Rather than rely on YouTube to beef up its catalog of lessons, Curious has built its own proprietary video platform that gives the startup a little defensibility in the ever-increasing world of video-based education. In practice, this sets the foundation for the other ways the platform wants to differentiate itself from YouTube and other educational sites, meaning that users can not only watch videos and leave comments, but film videos of themselves performing whatever task or lesson it may be and upload them to the site so that the teacher can give feedback on their technique.

Users can also ask teachers targeted questions — like what kind of barley to use in their beer or what kind of soil to use in growing their organic tomatoes — and tag their videos at the point in the lesson where they have questions. On the flip side, instructors will eventually be able to offer lessons for free or for a price, with Curious providing the tools that will allow them set the price and collect micropayments.

The platform puts a low ceiling on how much teachers can charge, keeping prices in the single-digits in an attempt to lower the barrier for the average learner.
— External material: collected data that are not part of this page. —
use std::time::Duration;

use accountgate_application::{IdentityCreation, IdentityDeletion, IdentityProvider};
use accountgate_core::{AppError, AppResult};
use accountgate_domain::{
    AccountType, AdminCredential, IdentityRecord, PlainPassword, ProviderUserId,
    RegistrationRequest, Username,
};
use serde_json::json;
use url::Url;
use wiremock::matchers::{body_partial_json, body_string_contains, header, method, path, query_param};
use wiremock::{Mock, MockServer, ResponseTemplate};

use super::{KeycloakConfig, KeycloakIdentityProvider};

fn provider(server: &MockServer) -> AppResult<KeycloakIdentityProvider> {
    let base_url = Url::parse(&server.uri())
        .map_err(|error| AppError::Internal(format!("invalid mock server url: {error}")))?;
    KeycloakIdentityProvider::new(KeycloakConfig {
        base_url,
        realm: "moba".to_owned(),
        client_id: "gateway".to_owned(),
        client_secret: "client-secret".to_owned(),
        timeout: Duration::from_millis(500),
    })
}

fn admin() -> AppResult<AdminCredential> {
    AdminCredential::new("admin-token", 60)
}

fn record() -> AppResult<IdentityRecord> {
    let registration = RegistrationRequest {
        username: "alice".to_owned(),
        email: "alice@x.com".to_owned(),
        first_name: Some("Alice".to_owned()),
        last_name: None,
        phone_number: None,
        country: None,
        password: PlainPassword::new("Secret123"),
        account_type: AccountType::Personal,
        company: None,
    }
    .validate()?;
    Ok(IdentityRecord::from_registration(&registration, true))
}

#[tokio::test]
async fn admin_credential_uses_client_credentials_grant() -> AppResult<()> {
    let server = MockServer::start().await;
    Mock::given(method("POST"))
        .and(path("/realms/moba/protocol/openid-connect/token"))
        .and(body_string_contains("grant_type=client_credentials"))
        .and(body_string_contains("client_id=gateway"))
        .respond_with(ResponseTemplate::new(200).set_body_json(json!({
            "access_token": "admin-jwt",
            "expires_in": 60,
            "token_type": "Bearer"
        })))
        .expect(1)
        .mount(&server)
        .await;

    let credential = provider(&server)?.fetch_admin_credential().await?;

    assert_eq!(credential.access_token(), "admin-jwt");
    assert_eq!(credential.expires_in(), 60);
    Ok(())
}

#[tokio::test]
async fn admin_credential_rejection_is_upstream_failure() -> AppResult<()> {
    let server = MockServer::start().await;
    Mock::given(method("POST"))
        .and(path("/realms/moba/protocol/openid-connect/token"))
        .respond_with(ResponseTemplate::new(401).set_body_json(json!({
            "error": "unauthorized_client"
        })))
        .mount(&server)
        .await;

    let result = provider(&server)?.fetch_admin_credential().await;

    assert!(matches!(result, Err(AppError::Upstream(_))));
    Ok(())
}

#[tokio::test]
async fn create_identity_returns_id_from_location() -> AppResult<()> {
    let server = MockServer::start().await;
    Mock::given(method("POST"))
        .and(path("/admin/realms/moba/users"))
        .and(header("authorization", "Bearer admin-token"))
        .and(body_partial_json(json!({
            "username": "alice",
            "email": "alice@x.com",
            "enabled": true,
            "emailVerified": false,
            "credentials": [{"type": "password", "value": "Secret123", "temporary": true}]
        })))
        .respond_with(ResponseTemplate::new(201).insert_header(
            "Location",
            format!("{}/admin/realms/moba/users/0f6c-11aa", server.uri()).as_str(),
        ))
        .expect(1)
        .mount(&server)
        .await;

    let creation = provider(&server)?
        .create_identity(&admin()?, &record()?)
        .await?;

    assert_eq!(
        creation,
        IdentityCreation::Created {
            provider_id: Some(ProviderUserId::new("0f6c-11aa")?)
        }
    );
    Ok(())
}

#[tokio::test]
async fn create_identity_conflict_is_a_value() -> AppResult<()> {
    let server = MockServer::start().await;
    Mock::given(method("POST"))
        .and(path("/admin/realms/moba/users"))
        .respond_with(ResponseTemplate::new(409).set_body_json(json!({
            "errorMessage": "User exists with same username"
        })))
        .mount(&server)
        .await;

    let creation = provider(&server)?
        .create_identity(&admin()?, &record()?)
        .await?;

    assert_eq!(creation, IdentityCreation::Conflict);
    Ok(())
}

#[tokio::test]
async fn create_identity_server_error_is_upstream() -> AppResult<()> {
    let server = MockServer::start().await;
    Mock::given(method("POST"))
        .and(path("/admin/realms/moba/users"))
        .respond_with(ResponseTemplate::new(500))
        .mount(&server)
        .await;

    let result = provider(&server)?
        .create_identity(&admin()?, &record()?)
        .await;

    assert!(matches!(result, Err(AppError::Upstream(_))));
    Ok(())
}

#[tokio::test]
async fn slow_provider_times_out_as_upstream() -> AppResult<()> {
    let server = MockServer::start().await;
    Mock::given(method("POST"))
        .and(path("/admin/realms/moba/users"))
        .respond_with(ResponseTemplate::new(201).set_delay(Duration::from_secs(2)))
        .mount(&server)
        .await;

    let result = provider(&server)?
        .create_identity(&admin()?, &record()?)
        .await;

    assert!(
        matches!(result, Err(AppError::Upstream(ref message)) if message.contains("timed out"))
    );
    Ok(())
}

#[tokio::test]
async fn find_identity_by_username_requests_exact_match() -> AppResult<()> {
    let server = MockServer::start().await;
    Mock::given(method("GET"))
        .and(path("/admin/realms/moba/users"))
        .and(query_param("username", "alice"))
        .and(query_param("exact", "true"))
        .respond_with(ResponseTemplate::new(200).set_body_json(json!([
            {"id": "kc-1", "username": "alice"}
        ])))
        .expect(1)
        .mount(&server)
        .await;

    let found = provider(&server)?
        .find_identity_by_username(&admin()?, &Username::new("alice")?)
        .await?;

    assert_eq!(found, Some(ProviderUserId::new("kc-1")?));
    Ok(())
}

#[tokio::test]
async fn find_identity_by_username_returns_none_for_empty_list() -> AppResult<()> {
    let server = MockServer::start().await;
    Mock::given(method("GET"))
        .and(path("/admin/realms/moba/users"))
        .respond_with(ResponseTemplate::new(200).set_body_json(json!([])))
        .mount(&server)
        .await;

    let found = provider(&server)?
        .find_identity_by_username(&admin()?, &Username::new("ghost")?)
        .await?;

    assert_eq!(found, None);
    Ok(())
}

#[tokio::test]
async fn delete_identity_maps_404_to_not_found() -> AppResult<()> {
    let server = MockServer::start().await;
    Mock::given(method("DELETE"))
        .and(path("/admin/realms/moba/users/kc-1"))
        .respond_with(ResponseTemplate::new(204))
        .mount(&server)
        .await;
    Mock::given(method("DELETE"))
        .and(path("/admin/realms/moba/users/kc-404"))
        .respond_with(ResponseTemplate::new(404))
        .mount(&server)
        .await;

    let keycloak = provider(&server)?;
    let deleted = keycloak
        .delete_identity(&admin()?, &ProviderUserId::new("kc-1")?)
        .await?;
    let missing = keycloak
        .delete_identity(&admin()?, &ProviderUserId::new("kc-404")?)
        .await?;

    assert_eq!(deleted, IdentityDeletion::Deleted);
    assert_eq!(missing, IdentityDeletion::NotFound);
    Ok(())
}

#[tokio::test]
async fn login_with_bad_password_is_unauthorized() -> AppResult<()> {
    let server = MockServer::start().await;
    Mock::given(method("POST"))
        .and(path("/realms/moba/protocol/openid-connect/token"))
        .and(body_string_contains("grant_type=password"))
        .respond_with(ResponseTemplate::new(401).set_body_json(json!({
            "error": "invalid_grant",
            "error_description": "Invalid user credentials"
        })))
        .mount(&server)
        .await;

    let result = provider(&server)?
        .issue_user_token("alice", "wrong")
        .await;

    assert!(matches!(result, Err(AppError::Unauthorized(_))));
    Ok(())
}

#[tokio::test]
async fn login_returns_token_set() -> AppResult<()> {
    let server = MockServer::start().await;
    Mock::given(method("POST"))
        .and(path("/realms/moba/protocol/openid-connect/token"))
        .and(body_string_contains("username=alice"))
        .respond_with(ResponseTemplate::new(200).set_body_json(json!({
            "access_token": "access",
            "refresh_token": "refresh",
            "expires_in": 300,
            "refresh_expires_in": 1800,
            "token_type": "Bearer",
            "not-before-policy": 0,
            "scope": "openid email profile"
        })))
        .mount(&server)
        .await;

    let tokens = provider(&server)?
        .issue_user_token("alice", "Secret123")
        .await?;

    assert_eq!(tokens.access_token, "access");
    assert_eq!(tokens.refresh_token.as_deref(), Some("refresh"));
    assert_eq!(tokens.refresh_expires_in, Some(1800));
    Ok(())
}

#[tokio::test]
async fn introspection_maps_claims() -> AppResult<()> {
    let server = MockServer::start().await;
    Mock::given(method("POST"))
        .and(path("/realms/moba/protocol/openid-connect/token/introspect"))
        .and(body_string_contains("token=access"))
        .respond_with(ResponseTemplate::new(200).set_body_json(json!({
            "active": true,
            "sub": "kc-1",
            "preferred_username": "alice",
            "email": "alice@x.com",
            "exp": 1_900_000_000
        })))
        .mount(&server)
        .await;

    let introspection = provider(&server)?.introspect_token("access").await?;

    assert!(introspection.active);
    assert_eq!(introspection.subject.as_deref(), Some("kc-1"));
    assert_eq!(introspection.username.as_deref(), Some("alice"));
    assert_eq!(introspection.expires_at, Some(1_900_000_000));
    Ok(())
}

#[tokio::test]
async fn inactive_introspection_drops_claims() -> AppResult<()> {
    let server = MockServer::start().await;
    Mock::given(method("POST"))
        .and(path("/realms/moba/protocol/openid-connect/token/introspect"))
        .respond_with(ResponseTemplate::new(200).set_body_json(json!({"active": false})))
        .mount(&server)
        .await;

    let introspection = provider(&server)?.introspect_token("expired").await?;

    assert!(!introspection.active);
    assert!(introspection.subject.is_none());
    Ok(())
}

#[tokio::test]
async fn logout_posts_refresh_token() -> AppResult<()> {
    let server = MockServer::start().await;
    Mock::given(method("POST"))
        .and(path("/realms/moba/protocol/openid-connect/logout"))
        .and(body_string_contains("refresh_token=refresh-1"))
        .respond_with(ResponseTemplate::new(204))
        .expect(1)
        .mount(&server)
        .await;

    provider(&server)?.logout("refresh-1").await
}

#[test]
fn config_debug_redacts_client_secret() -> AppResult<()> {
    let config = KeycloakConfig {
        base_url: Url::parse("https://sso.example.com")
            .map_err(|error| AppError::Internal(error.to_string()))?,
        realm: "moba".to_owned(),
        client_id: "gateway".to_owned(),
        client_secret: "super-secret".to_owned(),
        timeout: Duration::from_secs(10),
    };

    assert!(!format!("{config:?}").contains("super-secret"));
    Ok(())
}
For now, all of the content on Curious is free, but Kitch says paid lesson functionality will be coming soon.

Going forward, feeling the need to be everything to everyone could become a handicap for the site — though it doesn’t have to be. Over time, Curious can collect data on what types of content people really want to consume, offering a little bit on everything, but really focusing on the most popular (and monetizable) subjects. It can also acquire customers more inexpensively in areas that are popular but more difficult to monetize, and then sell them lessons in more profitable areas.

In the short term, Curious is helping itself stand out by building out features that allow collaboration and interaction around its content. For example, the platform enables learners to download attached files, view a list of (and purchase) related materials, reach out to and collaborate with other students and send teachers “Curious Cards” that contain those videos and photos of what they’ve learned.